Stored data
//! Meal Selection MCP Tools
//!
//! Browse the catalog, toggle meal options and compare the running total
//! against the calorie target.

use serde::Serialize;

use crate::models::{Calories, MealItem, MealTime};
use crate::nutrition::SelectionLedger;
use crate::session::Session;
use crate::tools::profile::round_kcal;

/// A catalog entry with its selection state
#[derive(Debug, Serialize)]
pub struct MealOption {
    pub id: String,
    pub title: String,
    pub calories: Calories,
    pub total_time: Option<String>,
    pub servings: Option<String>,
    pub selected: bool,
}

/// Options for one meal time
#[derive(Debug, Serialize)]
pub struct MealTimeGroup {
    pub meal_time: MealTime,
    pub label: &'static str,
    pub options: Vec<MealOption>,
}

/// Response for list_meal_options
#[derive(Debug, Serialize)]
pub struct ListMealOptionsResponse {
    pub groups: Vec<MealTimeGroup>,
    pub total_options: usize,
}

/// A selected item as displayed in the summary
#[derive(Debug, Serialize)]
pub struct SelectedMeal {
    pub title: String,
    pub calories: Calories,
    pub line: String,
}

/// Running total compared with the target
#[derive(Debug, Serialize)]
pub struct SelectionSummary {
    pub selected: Vec<SelectedMeal>,
    pub selected_count: usize,
    pub counted_count: usize,
    pub total_calories: u64,
    pub target_calories: Option<i64>,
    pub remaining: Option<i64>,
    pub message: String,
}

/// Response for toggle_meal
#[derive(Debug, Serialize)]
pub struct ToggleMealResponse {
    pub id: String,
    pub selected: bool,
    pub notification: String,
    pub summary: SelectionSummary,
}

impl SelectionSummary {
    fn new(ledger: &SelectionLedger, session: &Session) -> Self {
        let metrics = session.metrics();
        let total_calories = ledger.total_calories();

        let selected: Vec<SelectedMeal> = ledger
            .items()
            .iter()
            .map(|item| SelectedMeal {
                title: item.title.clone(),
                calories: item.calories,
                line: format!("• {} ({})", item.title, item.calories),
            })
            .collect();

        let message = if ledger.is_empty() {
            "No recipes selected yet.".to_string()
        } else {
            match &metrics {
                Some(m) => format!(
                    "Total Calories: {} kcal / {}",
                    total_calories,
                    round_kcal(m.target_calories)
                ),
                None => format!("Total Calories: {} kcal", total_calories),
            }
        };

        Self {
            selected_count: selected.len(),
            selected,
            counted_count: ledger.counted_items(),
            total_calories,
            target_calories: metrics.map(|m| round_kcal(m.target_calories)),
            remaining: metrics.map(|m| round_kcal(ledger.remaining(&m))),
            message,
        }
    }
}

fn meal_option(item: &MealItem, ledger: &SelectionLedger) -> MealOption {
    MealOption {
        id: item.id.clone(),
        title: item.title.clone(),
        calories: item.calories,
        total_time: item.total_time.clone(),
        servings: item.servings.clone(),
        selected: ledger.is_selected(item),
    }
}

// ============================================================================
// Meal Tools
// ============================================================================

/// List catalog options grouped by meal time, optionally for one meal time
pub fn list_meal_options(
    session: &Session,
    meal_time: Option<&str>,
) -> Result<ListMealOptionsResponse, String> {
    let filter = match meal_time {
        Some(s) => Some(MealTime::from_str(s).ok_or_else(|| {
            format!("Invalid meal_time '{}'. Use breakfast, lunch, snack or dinner.", s)
        })?),
        None => None,
    };

    let ledger = session.ledger().snapshot();
    let groups: Vec<MealTimeGroup> = MealTime::ALL
        .iter()
        .filter(|mt| filter.map_or(true, |f| f == **mt))
        .map(|mt| MealTimeGroup {
            meal_time: *mt,
            label: mt.display_name(),
            options: session
                .catalog()
                .by_meal_time(*mt)
                .map(|item| meal_option(item, &ledger))
                .collect(),
        })
        .filter(|group| !group.options.is_empty())
        .collect();

    let total_options = groups.iter().map(|g| g.options.len()).sum();
    Ok(ListMealOptionsResponse {
        groups,
        total_options,
    })
}

/// Select the meal if unselected, unselect it otherwise
pub fn toggle_meal(session: &Session, title: &str) -> Result<ToggleMealResponse, String> {
    let item = session
        .catalog()
        .find_by_title(title)
        .ok_or_else(|| format!("Meal option not found: {}", title))?;

    let ledger = session.ledger().toggle(item);
    let selected = ledger.is_selected(item);
    let notification = if selected {
        format!("{} has been selected.", item.title)
    } else {
        format!("{} has been unselected.", item.title)
    };

    tracing::info!(
        id = %item.id,
        selected,
        total_calories = ledger.total_calories(),
        "Toggled meal option"
    );

    Ok(ToggleMealResponse {
        id: item.id.clone(),
        selected,
        notification,
        summary: SelectionSummary::new(&ledger, session),
    })
}

/// Current selection with total and remaining calories
pub fn get_selection_summary(session: &Session) -> SelectionSummary {
    SelectionSummary::new(&session.ledger().snapshot(), session)
}

/// Drop every selected item
pub fn clear_selection(session: &Session) -> SelectionSummary {
    session.ledger().clear();
    tracing::info!("Cleared meal selection");
    get_selection_summary(session)
}

#[cfg(test)]
mod tests {
    use super::*;
    use crate::catalog::Catalog;
    use crate::tools::profile::{submit_profile, ProfileForm};

    fn session_with(items: Vec<MealItem>) -> Session {
        Session::new(Catalog::new(items).unwrap())
    }

    fn small_session() -> Session {
        session_with(vec![
            MealItem::new("A", MealTime::Breakfast, Calories::Kcal(352)),
            MealItem::new("B", MealTime::Snack, Calories::Unknown),
            MealItem::new("C", MealTime::Dinner, Calories::Kcal(312)),
        ])
    }

    fn submit_healthy_male(session: &Session) {
        let form = ProfileForm {
            name: None,
            age: "30".to_string(),
            height: "175".to_string(),
            weight: "70".to_string(),
            gender: "Man".to_string(),
            activity_level: "Moderately Active".to_string(),
        };
        submit_profile(session, &form).unwrap();
    }

    #[test]
    fn test_list_groups_builtin_catalog() {
        let session = Session::default();
        let response = list_meal_options(&session, None).unwrap();

        assert_eq!(response.total_options, 12);
        let labels: Vec<&str> = response.groups.iter().map(|g| g.label).collect();
        assert_eq!(labels, vec!["Breakfast", "Lunch", "Snack", "Dinner"]);
        assert!(response.groups.iter().flat_map(|g| &g.options).all(|o| !o.selected));
    }

    #[test]
    fn test_list_filtered_by_meal_time() {
        let session = Session::default();
        let response = list_meal_options(&session, Some("lunch")).unwrap();
        assert_eq!(response.groups.len(), 1);
        assert_eq!(response.groups[0].meal_time, MealTime::Lunch);
        assert_eq!(response.total_options, 3);

        assert!(list_meal_options(&session, Some("brunch")).is_err());
    }

    #[test]
    fn test_list_marks_selected_options() {
        let session = small_session();
        toggle_meal(&session, "C").unwrap();

        let response = list_meal_options(&session, Some("dinner")).unwrap();
        assert!(response.groups[0].options[0].selected);
    }

    #[test]
    fn test_toggle_notifications() {
        let session = small_session();

        let first = toggle_meal(&session, "A").unwrap();
        assert!(first.selected);
        assert_eq!(first.notification, "A has been selected.");

        let second = toggle_meal(&session, "A").unwrap();
        assert!(!second.selected);
        assert_eq!(second.notification, "A has been unselected.");
    }

    #[test]
    fn test_toggle_unknown_title() {
        let session = small_session();
        let err = toggle_meal(&session, "Pizza").unwrap_err();
        assert!(err.contains("Pizza"));
    }

    #[test]
    fn test_summary_scenario() {
        let session = small_session();

        toggle_meal(&session, "A").unwrap();
        let summary = toggle_meal(&session, "B").unwrap().summary;
        assert_eq!(summary.total_calories, 352);
        assert_eq!(summary.selected_count, 2);
        assert_eq!(summary.counted_count, 1);
        assert_eq!(summary.selected[1].line, "• B (/)");

        let summary = toggle_meal(&session, "A").unwrap().summary;
        assert_eq!(summary.total_calories, 0);
        assert_eq!(summary.selected_count, 1);
        assert_eq!(summary.selected[0].title, "B");
    }

    #[test]
    fn test_summary_without_metrics() {
        let session = small_session();
        let summary = get_selection_summary(&session);
        assert_eq!(summary.message, "No recipes selected yet.");
        assert_eq!(summary.target_calories, None);
        assert_eq!(summary.remaining, None);

        toggle_meal(&session, "C").unwrap();
        let summary = get_selection_summary(&session);
        assert_eq!(summary.message, "Total Calories: 312 kcal");
    }

    #[test]
    fn test_summary_against_target() {
        let session = small_session();
        submit_healthy_male(&session);

        toggle_meal(&session, "A").unwrap();
        toggle_meal(&session, "C").unwrap();
        let summary = get_selection_summary(&session);

        assert_eq!(summary.total_calories, 664);
        assert_eq!(summary.target_calories, Some(2259));
        assert_eq!(summary.remaining, Some(1595));
        assert_eq!(summary.message, "Total Calories: 664 kcal / 2259");
    }

    #[test]
    fn test_remaining_follows_metrics_changes() {
        let session = small_session();
        submit_healthy_male(&session);
        toggle_meal(&session, "A").unwrap();
        let before = get_selection_summary(&session).remaining.unwrap();

        let form = ProfileForm {
            name: None,
            age: "30".to_string(),
            height: "175".to_string(),
            weight: "50".to_string(),
            gender: "Man".to_string(),
            activity_level: "Moderately Active".to_string(),
        };
        submit_profile(&session, &form).unwrap();
        let after = get_selection_summary(&session).remaining.unwrap();

        assert_ne!(before, after);
    }

    #[test]
    fn test_clear_selection() {
        let session = small_session();
        toggle_meal(&session, "A").unwrap();
        toggle_meal(&session, "C").unwrap();

        let summary = clear_selection(&session);
        assert_eq!(summary.selected_count, 0);
        assert_eq!(summary.total_calories, 0);
    }
}
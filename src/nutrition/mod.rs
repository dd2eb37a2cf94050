//! Nutrition calculation module
//!
//! Energy metrics from a profile and the meal selection ledger.

pub mod calculator;
pub mod ledger;
pub mod shared;

pub use calculator::{
    activity_multiplier, basal_metabolic_rate, body_mass_index, classify_bmi, compute_metrics,
    target_calories,
};
pub use ledger::SelectionLedger;
pub use shared::SharedLedger;
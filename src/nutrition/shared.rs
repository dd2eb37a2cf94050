//! Thread-safe ledger handle
//!
//! Publishes immutable ledger snapshots. A toggle computes the next state
//! from a snapshot and only swaps it in if no other writer got there first.

use std::sync::{Arc, PoisonError, RwLock};

use crate::models::MealItem;
use super::SelectionLedger;

/// Shared, atomically updated selection ledger
#[derive(Debug, Default)]
pub struct SharedLedger {
    current: RwLock<Arc<SelectionLedger>>,
}

impl SharedLedger {
    pub fn new() -> Self {
        Self::default()
    }

    /// Current snapshot
    pub fn snapshot(&self) -> Arc<SelectionLedger> {
        let guard = self.current.read().unwrap_or_else(PoisonError::into_inner);
        Arc::clone(&guard)
    }

    /// Toggle an item and return the published state
    pub fn toggle(&self, item: &MealItem) -> Arc<SelectionLedger> {
        loop {
            let observed = self.snapshot();
            let next = Arc::new(observed.toggle(item));
            if let Some(published) = self.compare_and_swap(&observed, next) {
                return published;
            }
        }
    }

    /// Reset to an empty ledger
    pub fn clear(&self) {
        let mut guard = self.current.write().unwrap_or_else(PoisonError::into_inner);
        *guard = Arc::new(SelectionLedger::new());
    }

    fn compare_and_swap(
        &self,
        expected: &Arc<SelectionLedger>,
        next: Arc<SelectionLedger>,
    ) -> Option<Arc<SelectionLedger>> {
        let mut guard = self.current.write().unwrap_or_else(PoisonError::into_inner);
        if !Arc::ptr_eq(&guard, expected) {
            return None;
        }
        *guard = Arc::clone(&next);
        Some(next)
    }
}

▸ **Exercise objective**
Count how many lines in the records hold the string "match"; reply with the number alone.

▸ **Solution to the exercise**
2